> **WHAT THIS TASK INVOLVES**: Transcribe the entire listing exactly.

▼▼▼

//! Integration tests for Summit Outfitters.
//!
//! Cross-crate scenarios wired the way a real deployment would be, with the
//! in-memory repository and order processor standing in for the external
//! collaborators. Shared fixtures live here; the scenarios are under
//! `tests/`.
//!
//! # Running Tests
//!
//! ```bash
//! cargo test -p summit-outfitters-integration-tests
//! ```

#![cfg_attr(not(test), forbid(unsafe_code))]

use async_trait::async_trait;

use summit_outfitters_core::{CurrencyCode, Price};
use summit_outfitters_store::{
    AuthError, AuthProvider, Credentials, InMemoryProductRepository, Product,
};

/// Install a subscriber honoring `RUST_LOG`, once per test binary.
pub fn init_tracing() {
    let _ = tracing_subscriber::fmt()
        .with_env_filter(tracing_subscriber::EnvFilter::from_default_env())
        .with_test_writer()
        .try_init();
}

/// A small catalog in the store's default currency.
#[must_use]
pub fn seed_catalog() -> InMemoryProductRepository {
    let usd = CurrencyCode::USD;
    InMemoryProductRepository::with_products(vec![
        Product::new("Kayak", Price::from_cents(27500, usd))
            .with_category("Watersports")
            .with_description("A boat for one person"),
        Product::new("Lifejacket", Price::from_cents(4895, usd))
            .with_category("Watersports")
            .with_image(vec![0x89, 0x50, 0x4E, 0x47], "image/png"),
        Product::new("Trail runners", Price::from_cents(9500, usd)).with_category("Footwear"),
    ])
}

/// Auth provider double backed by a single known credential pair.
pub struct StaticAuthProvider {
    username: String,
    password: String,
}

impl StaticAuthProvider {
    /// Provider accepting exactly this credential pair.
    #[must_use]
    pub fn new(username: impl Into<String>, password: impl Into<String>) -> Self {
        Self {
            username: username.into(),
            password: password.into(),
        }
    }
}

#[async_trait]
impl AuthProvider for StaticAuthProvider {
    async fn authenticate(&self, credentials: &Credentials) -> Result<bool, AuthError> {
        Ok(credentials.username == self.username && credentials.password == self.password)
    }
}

▲▲▲

> **REPLY**:
//! Integration tests for Summit Outfitters.
//!
//! Cross-crate scenarios wired the way a real deployment would be, with the
//! in-memory repository and order processor standing in for the external
//! collaborators. Shared fixtures live here; the scenarios are under
//! `tests/`.
//!
//! # Running Tests
//!
//! ```bash
//! cargo test -p summit-outfitters-integration-tests
//! ```

#![cfg_attr(not(test), forbid(unsafe_code))]

use async_trait::async_trait;

use summit_outfitters_core::{CurrencyCode, Price};
use summit_outfitters_store::{
    AuthError, AuthProvider, Credentials, InMemoryProductRepository, Product,
};

/// Install a subscriber honoring `RUST_LOG`, once per test binary.
pub fn init_tracing() {
    let _ = tracing_subscriber::fmt()
        .with_env_filter(tracing_subscriber::EnvFilter::from_default_env())
        .with_test_writer()
        .try_init();
}

/// A small catalog in the store's default currency.
#[must_use]
pub fn seed_catalog() -> InMemoryProductRepository {
    let usd = CurrencyCode::USD;
    InMemoryProductRepository::with_products(vec![
        Product::new("Kayak", Price::from_cents(27500, usd))
            .with_category("Watersports")
            .with_description("A boat for one person"),
        Product::new("Lifejacket", Price::from_cents(4895, usd))
            .with_category("Watersports")
            .with_image(vec![0x89, 0x50, 0x4E, 0x47], "image/png"),
        Product::new("Trail runners", Price::from_cents(9500, usd)).with_category("Footwear"),
    ])
}

/// Auth provider double backed by a single known credential pair.
pub struct StaticAuthProvider {
    username: String,
    password: String,
}

impl StaticAuthProvider {
    /// Provider accepting exactly this credential pair.
    #[must_use]
    pub fn new(username: impl Into<String>, password: impl Into<String>) -> Self {
        Self {
            username: username.into(),
            password: password.into(),
        }
    }
}

#[async_trait]
impl AuthProvider for StaticAuthProvider {
    async fn authenticate(&self, credentials: &Credentials) -> Result<bool, AuthError> {
        Ok(credentials.username == self.username && credentials.password == self.password)
    }
}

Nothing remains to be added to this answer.